Your objective
Reproduce exactly the lines below from the one containing "The expander drives" through the one containing "use crate::event::KeyboardEvent;", including both, and nothing else.

Stored dataset items:
Start of Block

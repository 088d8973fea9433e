//! Stack of momentary/toggled layer activations.
//!
//! The base layer (layer 0) is always active and is not stored in the stack:
//! `peek` synthesizes it one slot below the deepest stored activation. Every
//! stored activation is tagged with the id of its requester, so two keys
//! holding the same layer can release in any order and each pop removes only
//! its own activation.

use heapless::Vec;

/// Identifies who pushed a layer activation.
///
/// Activations from held keys derive their id from the key's matrix position;
/// id 0 is reserved for the base layer and is never pushed or popped.
#[derive(Debug, Copy, Clone, PartialEq, Eq)]
#[cfg_attr(feature = "defmt", derive(defmt::Format))]
pub struct ActivationId(u8);

impl ActivationId {
    /// Reserved id of the implicit base-layer activation
    pub const BASE: Self = Self(0);

    /// Id derived from a physical key position
    pub const fn from_position(row: u8, col: u8, cols: u8) -> Self {
        Self(row * cols + col + 1)
    }
}

/// One stored layer activation
#[derive(Debug, Copy, Clone, PartialEq, Eq)]
#[cfg_attr(feature = "defmt", derive(defmt::Format))]
pub struct LayerActivation {
    pub layer: u8,
    pub id: ActivationId,
}

/// Error returned when a push would exceed the stack capacity.
/// The stack is left unchanged.
#[derive(Debug, Copy, Clone, PartialEq, Eq)]
#[cfg_attr(feature = "defmt", derive(defmt::Format))]
pub struct LayerStackFull;

#[derive(Debug)]
pub struct LayerStack<const DEPTH: usize> {
    entries: Vec<LayerActivation, DEPTH>,
}

impl<const DEPTH: usize> Default for LayerStack<DEPTH> {
    fn default() -> Self {
        Self::new()
    }
}

impl<const DEPTH: usize> LayerStack<DEPTH> {
    pub const fn new() -> Self {
        Self { entries: Vec::new() }
    }

    /// Layer at `offset` slots below the top of the stack.
    ///
    /// `offset == 0` is the most recent activation. One slot below the
    /// deepest stored activation sits the implicit base layer; anything
    /// beyond that is `None`.
    pub fn peek(&self, offset: usize) -> Option<u8> {
        let len = self.entries.len();
        if offset < len {
            Some(self.entries[len - 1 - offset].layer)
        } else if offset == len {
            Some(0)
        } else {
            None
        }
    }

    /// Push an activation on top of the stack
    pub fn push(&mut self, layer: u8, id: ActivationId) -> Result<(), LayerStackFull> {
        self.entries
            .push(LayerActivation { layer, id })
            .map_err(|_| LayerStackFull)
    }

    /// Remove the topmost activation tagged with `id`, wherever it sits in
    /// the stack. Activations above it shift down one slot. Returns the layer
    /// of the removed activation, `None` if no activation carries this id.
    pub fn pop_by_id(&mut self, id: ActivationId) -> Option<u8> {
        if id == ActivationId::BASE {
            return None;
        }
        let idx = self.entries.iter().rposition(|a| a.id == id)?;
        Some(self.entries.remove(idx).layer)
    }

    /// `true` if some stored activation carries this id
    pub fn contains_id(&self, id: ActivationId) -> bool {
        self.entries.iter().any(|a| a.id == id)
    }

    /// Number of stored activations, base layer excluded
    pub fn len(&self) -> usize {
        self.entries.len()
    }

    pub fn is_empty(&self) -> bool {
        self.entries.is_empty()
    }
}
//! Matrix scanner for the half attached through an MCP23018 I2C port
//! expander.
//!
//! The expander drives the columns on port A and reads the rows on port B,
//! active low like the local matrix. Configuration registers are rewritten at
//! the start of every scan pass; that costs little on a 400kHz bus and means
//! an expander that was unplugged at boot, or power-cycled mid-session, comes
//! back on its own the next pass.

use embassy_time::Timer;
use embedded_hal_async::i2c::I2c;
use heapless::Deque;

use crate::debounce::{DebounceState, DebouncerTrait};
use crate::event::KeyboardEvent;
use crate::input_device::InputDevice;
use crate::matrix::{KeyState, MatrixTrait};

/// 7-bit bus address of the MCP23018 with all address pins grounded
pub const MCP23018_ADDR: u8 = 0x20;

// Register addresses, bank 0 layout. Port B registers sit one above their
// port A counterpart, so a two-byte payload writes both ports in one
// transaction.
const IODIRA: u8 = 0x00;
const GPPUA: u8 = 0x0C;
const GPIOA: u8 = 0x12;
const GPIOB: u8 = 0x13;
const OLATA: u8 = 0x14;

/// Capacity of the per-pass event queue
const PENDING_CAP: usize = 64;

/// Pause between scan attempts while the expander is unreachable, so an
/// unplugged half does not spin on the bus
const ERROR_RETRY_DELAY_MS: u64 = 100;

/// Matrix scanning the far half of the keyboard over I2C.
///
/// Unlike the GPIO matrix, one scan pass debounces the whole sub-matrix and
/// queues every resulting edge; `read_event` drains the queue one event per
/// call. On any bus error the sub-matrix fails safe: every key currently
/// registered as pressed is released, so a yanked cable can never leave keys
/// latched down on the host.
pub struct ExpanderMatrix<
    I2C: I2c,
    D: DebouncerTrait<INPUT_PIN_NUM, OUTPUT_PIN_NUM>,
    const INPUT_PIN_NUM: usize,
    const OUTPUT_PIN_NUM: usize,
    const ROW_OFFSET: usize,
> {
    bus: I2C,
    debouncer: D,
    /// Key state matrix, indexed [col][row]
    key_states: [[KeyState; INPUT_PIN_NUM]; OUTPUT_PIN_NUM],
    /// Edges detected by the last scan pass, drained by `read_event`
    pending: Deque<KeyboardEvent, PENDING_CAP>,
    /// Number of scan passes aborted by a bus error
    comm_errors: u16,
}

impl<
    I2C: I2c,
    D: DebouncerTrait<INPUT_PIN_NUM, OUTPUT_PIN_NUM>,
    const INPUT_PIN_NUM: usize,
    const OUTPUT_PIN_NUM: usize,
    const ROW_OFFSET: usize,
> ExpanderMatrix<I2C, D, INPUT_PIN_NUM, OUTPUT_PIN_NUM, ROW_OFFSET>
{
    pub fn new(bus: I2C, debouncer: D) -> Self {
        const { assert!(INPUT_PIN_NUM * OUTPUT_PIN_NUM <= PENDING_CAP) };
        const { assert!(INPUT_PIN_NUM <= 8 && OUTPUT_PIN_NUM <= 8) };
        ExpanderMatrix {
            bus,
            debouncer,
            key_states: [[KeyState::new(); INPUT_PIN_NUM]; OUTPUT_PIN_NUM],
            pending: Deque::new(),
            comm_errors: 0,
        }
    }

    /// Number of scan passes aborted by a bus error
    pub fn comm_errors(&self) -> u16 {
        self.comm_errors
    }

    /// Configure the expander: columns on port A as driven outputs (A7
    /// unused, input), rows on port B as pulled-up inputs, all outputs
    /// released high.
    async fn init(&mut self) -> Result<(), I2C::Error> {
        self.bus.write(MCP23018_ADDR, &[IODIRA, 0b1000_0000, 0b1111_1111]).await?;
        self.bus.write(MCP23018_ADDR, &[GPPUA, 0b1000_0000, 0b1111_1111]).await?;
        self.bus.write(MCP23018_ADDR, &[OLATA, 0xFF, 0xFF]).await?;
        Ok(())
    }

    /// One full scan pass: re-init, then select each column in turn and read
    /// the row byte. Every debounced edge is queued into `pending`.
    async fn scan_pass(&mut self) -> Result<(), I2C::Error> {
        // Re-init every pass so a hot-plugged or reset expander recovers
        // without host intervention
        self.init().await?;

        for col_idx in 0..OUTPUT_PIN_NUM {
            // Drive the scanned column low, leave the rest hi-Z
            self.bus
                .write(MCP23018_ADDR, &[GPIOA, 0xFF & !(1 << col_idx)])
                .await?;
            let mut data = [0u8; 1];
            self.bus.write_read(MCP23018_ADDR, &[GPIOB], &mut data).await?;

            for row_idx in 0..INPUT_PIN_NUM {
                // Row bits sit at B5..B0 for rows 0..5
                let key_active = (data[0] & (1 << (INPUT_PIN_NUM - 1 - row_idx))) == 0;
                let debounce_state = self.debouncer.detect_change_with_debounce(
                    row_idx,
                    col_idx,
                    key_active,
                    &self.key_states[col_idx][row_idx],
                );
                if let DebounceState::Debounced = debounce_state {
                    self.key_states[col_idx][row_idx].toggle_pressed();
                    let event = KeyboardEvent::key(
                        (row_idx + ROW_OFFSET) as u8,
                        col_idx as u8,
                        self.key_states[col_idx][row_idx].pressed,
                    );
                    // Capacity covers a full sub-matrix of edges, the push
                    // cannot fail while the queue is drained between passes
                    self.pending.push_back(event).ok();
                }
            }
        }

        // Release all columns
        self.bus.write(MCP23018_ADDR, &[GPIOA, 0xFF]).await?;
        Ok(())
    }

    /// Fail safe after a bus error: forget the pass in progress and emit a
    /// release for every key this half holds down.
    fn release_all(&mut self) {
        self.pending.clear();
        for row_idx in 0..INPUT_PIN_NUM {
            for col_idx in 0..OUTPUT_PIN_NUM {
                if self.key_states[col_idx][row_idx].pressed {
                    self.key_states[col_idx][row_idx].pressed = false;
                    self.pending
                        .push_back(KeyboardEvent::key(
                            (row_idx + ROW_OFFSET) as u8,
                            col_idx as u8,
                            false,
                        ))
                        .ok();
                }
            }
        }
    }
}

impl<
    I2C: I2c,
    D: DebouncerTrait<INPUT_PIN_NUM, OUTPUT_PIN_NUM>,
    const INPUT_PIN_NUM: usize,
    const OUTPUT_PIN_NUM: usize,
    const ROW_OFFSET: usize,
> InputDevice for ExpanderMatrix<I2C, D, INPUT_PIN_NUM, OUTPUT_PIN_NUM, ROW_OFFSET>
{
    async fn read_event(&mut self) -> KeyboardEvent {
        loop {
            if let Some(event) = self.pending.pop_front() {
                return event;
            }
            if self.scan_pass().await.is_err() {
                self.comm_errors = self.comm_errors.saturating_add(1);
                error!("i2c expander unreachable, releasing its keys");
                self.release_all();
                // Deliver queued releases right away, back off only once
                // there is nothing left to report
                if self.pending.is_empty() {
                    Timer::after_millis(ERROR_RETRY_DELAY_MS).await;
                }
            }
        }
    }
}

impl<
    I2C: I2c,
    D: DebouncerTrait<INPUT_PIN_NUM, OUTPUT_PIN_NUM>,
    const INPUT_PIN_NUM: usize,
    const OUTPUT_PIN_NUM: usize,
    const ROW_OFFSET: usize,
> MatrixTrait for ExpanderMatrix<I2C, D, INPUT_PIN_NUM, OUTPUT_PIN_NUM, ROW_OFFSET>
{
    const ROW: usize = INPUT_PIN_NUM;
    const COL: usize = OUTPUT_PIN_NUM;
}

End of Block

Solution for this task
//! The expander drives the columns on port A and reads the rows on port B,
//! active low like the local matrix. Configuration registers are rewritten at
//! the start of every scan pass; that costs little on a 400kHz bus and means
//! an expander that was unplugged at boot, or power-cycled mid-session, comes
//! back on its own the next pass.

use embassy_time::Timer;
use embedded_hal_async::i2c::I2c;
use heapless::Deque;

use crate::debounce::{DebounceState, DebouncerTrait};
use crate::event::KeyboardEvent;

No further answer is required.